Pharaoh is clearly impressed by Joseph's skillful interpretations and his brilliant marketing plan. But what is it exactly that sets Joseph's interpretations apart from those of all the wise men of Egypt? After all, Pharaoh's dreams don't seem that difficult to figure out. The answer lies in Joseph's faith. So passionate is Joseph's belief in God that he is elevated from the depths of the dungeon to the position of Pharaoh's second in command.

Like a good novel, the big picture slowly emerges—and it is God's big picture. Joseph's brothers re-enter the story as they journey down to Egypt in search of food. Now Joseph will be able to save his family and continue the unfolding of God's plans as revealed to Abraham.

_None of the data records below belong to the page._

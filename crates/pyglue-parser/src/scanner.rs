//! Line-oriented directive scanner.
//!
//! The [`Scanner`] consumes header-like text in order and recognizes
//! line-level directives via anchored patterns: class and bound-struct
//! openings, end-of-class markers, method/constructor signatures (with
//! `\` continuation), attribute declarations, constant macros, and comment
//! blocks. It maintains exactly one "current class" context and a pending
//! documentation buffer fed by comments immediately preceding a directive,
//! cleared after every line that is not itself a comment continuation.
//!
//! The scanner never aborts on malformed input: unknown type spellings are
//! logged and the offending argument or attribute is dropped downstream.

use std::fs;
use std::path::Path;

use lazy_static::lazy_static;
use regex::Regex;
use thiserror::Error;

use pyglue_core::{ClassEntry, ClassKind, ConstantKind, ModuleBuilder};

lazy_static! {
    static ref CLASS_RE: Regex =
        Regex::new(r"^([A-Z]+)?\s*CLASS\(([A-Za-z0-9_]+)\s*,\s*([A-Za-z0-9_]*)\)").unwrap();
    static ref METHOD_RE: Regex =
        Regex::new(r"^\s*([0-9A-Za-z_ ]+\s+\*?)METHOD\(([A-Za-z0-9_]+),\s*([A-Za-z0-9_]+),?")
            .unwrap();
    static ref ARG_RE: Regex = Regex::new(r"^\s*([0-9A-Za-z_ ]+\s+\*?)([0-9A-Za-z_]+),?").unwrap();
    static ref CONSTANT_RE: Regex = Regex::new(r"#define\s+([A-Z0-9_]+)\s+\S+").unwrap();
    static ref STRUCT_RE: Regex =
        Regex::new(r"([A-Z]+)\s+typedef struct\s+([A-Za-z0-9_]+)\s+\{").unwrap();
    static ref END_CLASS_RE: Regex = Regex::new(r"END_CLASS").unwrap();
    static ref ATTRIBUTE_RE: Regex =
        Regex::new(r"^\s*([0-9A-Za-z_ ]+\s+\*?)\s*([A-Za-z_]+)\s*;").unwrap();
    static ref COMMENT_RE: Regex = Regex::new(r"^\s*//").unwrap();
    static ref COMMENT_START_RE: Regex = Regex::new(r"/\*+").unwrap();
    static ref COMMENT_END_RE: Regex = Regex::new(r"\*+/").unwrap();
}

/// Errors raised while reading input files.
#[derive(Debug, Error)]
pub enum ScanError {
    /// An input header could not be read.
    #[error("failed to read {path}: {source}")]
    Read {
        /// The file that failed.
        path: String,
        /// The underlying I/O error.
        #[source]
        source: std::io::Error,
    },
}

/// Directive scanner driving a [`ModuleBuilder`].
pub struct Scanner {
    builder: ModuleBuilder,
    current_class: Option<String>,
    current_comment: String,
}

impl Scanner {
    /// Create a scanner feeding the given builder.
    pub fn new(builder: ModuleBuilder) -> Self {
        Self {
            builder,
            current_class: None,
            current_comment: String::new(),
        }
    }

    /// Access the builder mid-scan (mainly for tests and inspection).
    pub fn builder(&self) -> &ModuleBuilder {
        &self.builder
    }

    /// Finish scanning and hand the builder back for freezing.
    pub fn into_builder(self) -> ModuleBuilder {
        self.builder
    }

    /// Scan one header file, recording it in the module's include list.
    pub fn scan_file(&mut self, path: &Path) -> Result<(), ScanError> {
        let text = fs::read_to_string(path).map_err(|source| ScanError::Read {
            path: path.display().to_string(),
            source,
        })?;
        self.builder.add_include(&path.display().to_string());
        self.scan(&text);
        Ok(())
    }

    /// Scan header text under a virtual include name.
    pub fn scan_source(&mut self, include_name: &str, text: &str) {
        self.builder.add_include(include_name);
        self.scan(text);
    }

    /// Scan header text.
    pub fn scan(&mut self, text: &str) {
        let lines: Vec<&str> = text.lines().collect();
        let mut i = 0;

        while i < lines.len() {
            let mut line = lines[i].to_string();
            i += 1;

            // A run of // comments becomes the pending documentation; the
            // first non-comment line falls through to directive matching.
            let comment_end = COMMENT_RE.find(&line).map(|m| m.end());
            if let Some(end) = comment_end {
                self.current_comment = line[end..].to_string();
                self.current_comment.push('\n');
                loop {
                    if i >= lines.len() {
                        line.clear();
                        break;
                    }
                    let next = lines[i];
                    i += 1;
                    match COMMENT_RE.find(next).map(|m| m.end()) {
                        Some(end) => {
                            self.current_comment.push_str(&next[end..]);
                            self.current_comment.push('\n');
                        }
                        None => {
                            line = next.to_string();
                            break;
                        }
                    }
                }
            }

            // Block comments accumulate until the closing marker; the text
            // after the close is discarded and scanning resumes on the next
            // line.
            let block_start = COMMENT_START_RE.find(&line).map(|m| m.end());
            if let Some(start) = block_start {
                let mut rest = line[start..].to_string();
                loop {
                    let close = COMMENT_END_RE.find(&rest).map(|m| m.start());
                    if let Some(close) = close {
                        self.current_comment.push_str(&rest[..close]);
                        if i < lines.len() {
                            line = lines[i].to_string();
                            i += 1;
                        } else {
                            line.clear();
                        }
                        break;
                    }
                    self.current_comment.push_str(&rest);
                    self.current_comment.push('\n');
                    if i >= lines.len() {
                        line.clear();
                        break;
                    }
                    rest = lines[i].to_string();
                    i += 1;
                }
            }

            if let Some(captures) = CONSTANT_RE.captures(&line) {
                let kind = if line.contains('"') {
                    ConstantKind::Str
                } else {
                    ConstantKind::Numeric
                };
                self.builder.add_constant(&captures[1], kind);
            }

            // Bound structs: only structures explicitly marked are wrapped.
            if let Some(captures) = STRUCT_RE.captures(&line) {
                let modifier = captures[1].to_string();
                let name = captures[2].to_string();
                if modifier.contains("BOUND") {
                    self.add_class(&name, None, ClassKind::BoundStruct, modifier);
                }
                self.current_comment.clear();
                continue;
            }

            if let Some(captures) = CLASS_RE.captures(&line) {
                let modifier = captures
                    .get(1)
                    .map(|m| m.as_str().to_string())
                    .unwrap_or_default();
                let name = captures[2].to_string();
                let base = match &captures[3] {
                    "" => None,
                    base => Some(base.to_string()),
                };
                self.add_class(&name, base, ClassKind::Object, modifier);
                self.current_comment.clear();
                continue;
            }

            if self.current_class.is_some() {
                if let Some(captures) = METHOD_RE.captures(&line) {
                    let return_type = captures[1].trim().to_string();
                    let method_name = captures[3].to_string();
                    let mut offset = captures.get(0).map(|m| m.end()).unwrap_or(0);
                    let mut signature = line.clone();
                    let mut args: Vec<(String, String)> = Vec::new();

                    loop {
                        let arg = ARG_RE.captures(&signature[offset..]).map(|arg| {
                            (
                                arg.get(0).map(|m| m.end()).unwrap_or(0),
                                arg[1].trim().to_string(),
                                arg[2].trim().to_string(),
                            )
                        });
                        match arg {
                            Some((consumed, spelling, name)) => {
                                offset += consumed;
                                args.push((spelling, name));
                            }
                            // Signatures continue across lines ending in \.
                            None if signature.trim_end().ends_with('\\') && i < lines.len() => {
                                signature = lines[i].to_string();
                                i += 1;
                                offset = 0;
                            }
                            None => break,
                        }
                    }

                    let class_name = self.current_class.clone().unwrap_or_default();
                    let is_constructor = return_type == class_name
                        && self
                            .builder
                            .class(&class_name)
                            .is_some_and(|c| c.constructor.is_none());
                    self.builder.add_method(
                        &class_name,
                        &method_name,
                        &args,
                        &return_type,
                        &self.current_comment,
                        is_constructor,
                    );
                }

                if let Some(captures) = ATTRIBUTE_RE.captures(&line) {
                    let spelling = captures[1].to_string();
                    let name = captures[2].to_string();
                    let class_name = self.current_class.clone().unwrap_or_default();
                    self.builder.add_attribute(&class_name, &name, &spelling);
                }
            }

            if END_CLASS_RE.is_match(&line) {
                self.current_class = None;
            }

            // Comments only document the directive immediately after them.
            self.current_comment.clear();
        }
    }

    /// Open a class context, cloning an already-known base class's model.
    ///
    /// The base is a name reference only: an empty or unknown base name
    /// yields a fresh, non-derived model.
    fn add_class(&mut self, name: &str, base: Option<String>, kind: ClassKind, modifier: String) {
        let cloned = base
            .as_deref()
            .and_then(|b| self.builder.class(b))
            .map(|base_entry| base_entry.clone_as(name));
        let mut entry = match cloned {
            Some(entry) => entry,
            None => {
                if let Some(base) = base.as_deref() {
                    log::warn!("base class {base} is not defined");
                }
                match kind {
                    ClassKind::Object => ClassEntry::new_object(name, base),
                    ClassKind::BoundStruct => ClassEntry::new_struct(name),
                }
            }
        };
        entry.docstring = self.current_comment.clone();
        entry.modifier = modifier;
        self.builder.add_class(entry);
        self.current_class = Some(name.to_string());
    }
}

How often we meet people that have no room for God in their lives? They believe that their successes are of their own hands and therefore, have nowhere to turn when their lives take a fall. Was this not Joseph's problem? As long as God was not in Joseph's life—as long as Joseph was so full of himself—his life was one pitfall after another. Not until Joseph allowed God in was his destiny fulfilled and his family reunited.

Allowing God to enter our lives can provide us with a sense of humility, an ethical framework, and a passion for all that life has to offer. It is a lesson we can all learn from.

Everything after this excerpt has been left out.